§ **Problem to work on**
Start at the first line of the material below and retype each line through the one containing "use crate::status::RawSessionStatus;", exactly.

*** Provided records Section Begins ***

//! Events emitted by the voting program and their extraction from transaction logs.

use std::fmt;
use std::str::FromStr;

use base64::engine::general_purpose::STANDARD as B64_ENGINE;
use base64::Engine;
use borsh::{BorshDeserialize, BorshSerialize};
use solana_program::pubkey::Pubkey;
use tracing::debug;

use crate::error::{Result, VotingClientError};
use crate::state::{discriminator, DISCRIMINATOR_LEN};
use crate::status::RawSessionStatus;

const PROGRAM_DATA_PREFIX: &str = "Program data: ";

#[derive(Debug, Clone, Copy, PartialEq, Eq, Hash, PartialOrd, Ord)]
pub enum EventKind {
    SessionCreated,
    SessionWorkflowStatusChanged,
    VoterRegistered,
    ProposalRegistered,
    Voted,
    VotesTallied,
}

impl EventKind {
    pub const ALL: [EventKind; 6] = [
        EventKind::SessionCreated,
        EventKind::SessionWorkflowStatusChanged,
        EventKind::VoterRegistered,
        EventKind::ProposalRegistered,
        EventKind::Voted,
        EventKind::VotesTallied,
    ];

    /// Event name as exposed to subscribers, e.g. `sessionCreated`.
    pub fn name(self) -> &'static str {
        match self {
            EventKind::SessionCreated => "sessionCreated",
            EventKind::SessionWorkflowStatusChanged => "sessionWorkflowStatusChanged",
            EventKind::VoterRegistered => "voterRegistered",
            EventKind::ProposalRegistered => "proposalRegistered",
            EventKind::Voted => "voted",
            EventKind::VotesTallied => "votesTallied",
        }
    }

    /// Type name the program hashes into the event discriminator.
    fn type_name(self) -> &'static str {
        match self {
            EventKind::SessionCreated => "SessionCreated",
            EventKind::SessionWorkflowStatusChanged => "SessionWorkflowStatusChanged",
            EventKind::VoterRegistered => "VoterRegistered",
            EventKind::ProposalRegistered => "ProposalRegistered",
            EventKind::Voted => "Voted",
            EventKind::VotesTallied => "VotesTallied",
        }
    }

    pub fn discriminator(self) -> [u8; DISCRIMINATOR_LEN] {
        discriminator("event", self.type_name())
    }
}

impl fmt::Display for EventKind {
    fn fmt(&self, f: &mut fmt::Formatter<'_>) -> fmt::Result {
        f.write_str(self.name())
    }
}

impl FromStr for EventKind {
    type Err = VotingClientError;

    fn from_str(s: &str) -> Result<Self> {
        EventKind::ALL
            .into_iter()
            .find(|kind| kind.name() == s)
            .ok_or_else(|| VotingClientError::validation(format!("unknown event `{s}`")))
    }
}

#[derive(BorshSerialize, BorshDeserialize, Debug, Clone, PartialEq, Eq)]
pub struct SessionCreated {
    pub session_id: u64,
    pub name: String,
    pub description: String,
}

#[derive(BorshSerialize, BorshDeserialize, Debug, Clone, PartialEq, Eq)]
pub struct SessionWorkflowStatusChanged {
    pub session_id: u64,
    pub previous_status: RawSessionStatus,
    pub current_status: RawSessionStatus,
}

#[derive(BorshSerialize, BorshDeserialize, Debug, Clone, PartialEq, Eq)]
pub struct VoterRegistered {
    pub session_id: u64,
    pub voter: Pubkey,
}

#[derive(BorshSerialize, BorshDeserialize, Debug, Clone, PartialEq, Eq)]
pub struct ProposalRegistered {
    pub session_id: u64,
    pub proposal_id: u8,
    pub description: String,
}

#[derive(BorshSerialize, BorshDeserialize, Debug, Clone, PartialEq, Eq)]
pub struct Voted {
    pub session_id: u64,
    pub proposal_id: u8,
    pub voter: Pubkey,
}

#[derive(BorshSerialize, BorshDeserialize, Debug, Clone, PartialEq, Eq)]
pub struct VotesTallied {
    pub session_id: u64,
    pub voters_count: u32,
    pub total_votes: u32,
    pub blank_votes: u32,
    pub abstention: u32,
    pub winning_proposals: Vec<u8>,
}

#[derive(Debug, Clone, PartialEq, Eq)]
pub enum VotingEvent {
    SessionCreated(SessionCreated),
    SessionWorkflowStatusChanged(SessionWorkflowStatusChanged),
    VoterRegistered(VoterRegistered),
    ProposalRegistered(ProposalRegistered),
    Voted(Voted),
    VotesTallied(VotesTallied),
}

impl VotingEvent {
    pub fn kind(&self) -> EventKind {
        match self {
            VotingEvent::SessionCreated(_) => EventKind::SessionCreated,
            VotingEvent::SessionWorkflowStatusChanged(_) => EventKind::SessionWorkflowStatusChanged,
            VotingEvent::VoterRegistered(_) => EventKind::VoterRegistered,
            VotingEvent::ProposalRegistered(_) => EventKind::ProposalRegistered,
            VotingEvent::Voted(_) => EventKind::Voted,
            VotingEvent::VotesTallied(_) => EventKind::VotesTallied,
        }
    }

    pub fn session_id(&self) -> u64 {
        match self {
            VotingEvent::SessionCreated(e) => e.session_id,
            VotingEvent::SessionWorkflowStatusChanged(e) => e.session_id,
            VotingEvent::VoterRegistered(e) => e.session_id,
            VotingEvent::ProposalRegistered(e) => e.session_id,
            VotingEvent::Voted(e) => e.session_id,
            VotingEvent::VotesTallied(e) => e.session_id,
        }
    }

    /// Decodes one `Program data:` payload. Returns `Ok(None)` for payloads that are not
    /// events of this program.
    pub fn decode(payload: &[u8]) -> Result<Option<Self>> {
        if payload.len() < DISCRIMINATOR_LEN {
            return Ok(None);
        }
        let (tag, mut body) = payload.split_at(DISCRIMINATOR_LEN);
        let Some(kind) = EventKind::ALL
            .into_iter()
            .find(|kind| kind.discriminator() == tag)
        else {
            return Ok(None);
        };

        let event = match kind {
            EventKind::SessionCreated => {
                VotingEvent::SessionCreated(BorshDeserialize::deserialize(&mut body)?)
            }
            EventKind::SessionWorkflowStatusChanged => {
                VotingEvent::SessionWorkflowStatusChanged(BorshDeserialize::deserialize(&mut body)?)
            }
            EventKind::VoterRegistered => {
                VotingEvent::VoterRegistered(BorshDeserialize::deserialize(&mut body)?)
            }
            EventKind::ProposalRegistered => {
                VotingEvent::ProposalRegistered(BorshDeserialize::deserialize(&mut body)?)
            }
            EventKind::Voted => VotingEvent::Voted(BorshDeserialize::deserialize(&mut body)?),
            EventKind::VotesTallied => {
                VotingEvent::VotesTallied(BorshDeserialize::deserialize(&mut body)?)
            }
        };
        Ok(Some(event))
    }
}

/// An event payload type, tied to its [`VotingEvent`] variant.
pub trait ProgramEvent: BorshSerialize + BorshDeserialize {
    const KIND: EventKind;

    fn extract(event: &VotingEvent) -> Option<&Self>;
}

macro_rules! impl_program_event {
    ($($ty:ident),* $(,)?) => {
        $(
            impl ProgramEvent for $ty {
                const KIND: EventKind = EventKind::$ty;

                fn extract(event: &VotingEvent) -> Option<&Self> {
                    match event {
                        VotingEvent::$ty(inner) => Some(inner),
                        _ => None,
                    }
                }
            }
        )*
    };
}

impl_program_event!(
    SessionCreated,
    SessionWorkflowStatusChanged,
    VoterRegistered,
    ProposalRegistered,
    Voted,
    VotesTallied,
);

/// Events of one transaction, in emission order.
#[derive(Debug, Clone, Default, PartialEq, Eq)]
pub struct TransactionEvents(Vec<VotingEvent>);

impl TransactionEvents {
    pub fn new(events: Vec<VotingEvent>) -> Self {
        Self(events)
    }

    /// Last event of type `E`, matching how a name-keyed view would keep it.
    pub fn get<E: ProgramEvent>(&self) -> Option<&E> {
        self.0.iter().rev().find_map(E::extract)
    }

    pub fn by_name(&self, name: &str) -> Option<&VotingEvent> {
        self.0.iter().rev().find(|event| event.kind().name() == name)
    }

    pub fn iter(&self) -> impl Iterator<Item = &VotingEvent> {
        self.0.iter()
    }

    pub fn as_slice(&self) -> &[VotingEvent] {
        &self.0
    }

    pub fn len(&self) -> usize {
        self.0.len()
    }

    pub fn is_empty(&self) -> bool {
        self.0.is_empty()
    }

    pub fn into_inner(self) -> Vec<VotingEvent> {
        self.0
    }
}

/// Extracts the events `program_id` emitted in a transaction's log.
///
/// Only `Program data:` lines logged while `program_id` is the innermost executing
/// program are considered, so events of other programs invoked in the same
/// transaction never leak in.
pub fn parse_logs<S: AsRef<str>>(program_id: &Pubkey, logs: &[S]) -> Result<Vec<VotingEvent>> {
    let program = program_id.to_string();
    let mut stack: Vec<&str> = Vec::new();
    let mut events = Vec::new();

    for line in logs {
        let line: &str = line.as_ref();
        if let Some(payload) = line.strip_prefix(PROGRAM_DATA_PREFIX) {
            if stack.last() != Some(&program.as_str()) {
                continue;
            }
            let bytes = B64_ENGINE
                .decode(payload.trim())
                .map_err(|err| VotingClientError::decode("event payload", err))?;
            match VotingEvent::decode(&bytes)? {
                Some(event) => events.push(event),
                None => debug!("Skipping unrecognized program data"),
            }
        } else if let Some(rest) = line.strip_prefix("Program ") {
            let mut words = rest.split_whitespace();
            let (Some(id), Some(action)) = (words.next(), words.next()) else {
                continue;
            };
            match action {
                "invoke" => stack.push(id),
                "success" | "failed:" => {
                    stack.pop();
                }
                _ => {}
            }
        }
    }

    Ok(events)
}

*** Provided records Section Ends ***

§ **Answer section**
//! Events emitted by the voting program and their extraction from transaction logs.

use std::fmt;
use std::str::FromStr;

use base64::engine::general_purpose::STANDARD as B64_ENGINE;
use base64::Engine;
use borsh::{BorshDeserialize, BorshSerialize};
use solana_program::pubkey::Pubkey;
use tracing::debug;

use crate::error::{Result, VotingClientError};
use crate::state::{discriminator, DISCRIMINATOR_LEN};
use crate::status::RawSessionStatus;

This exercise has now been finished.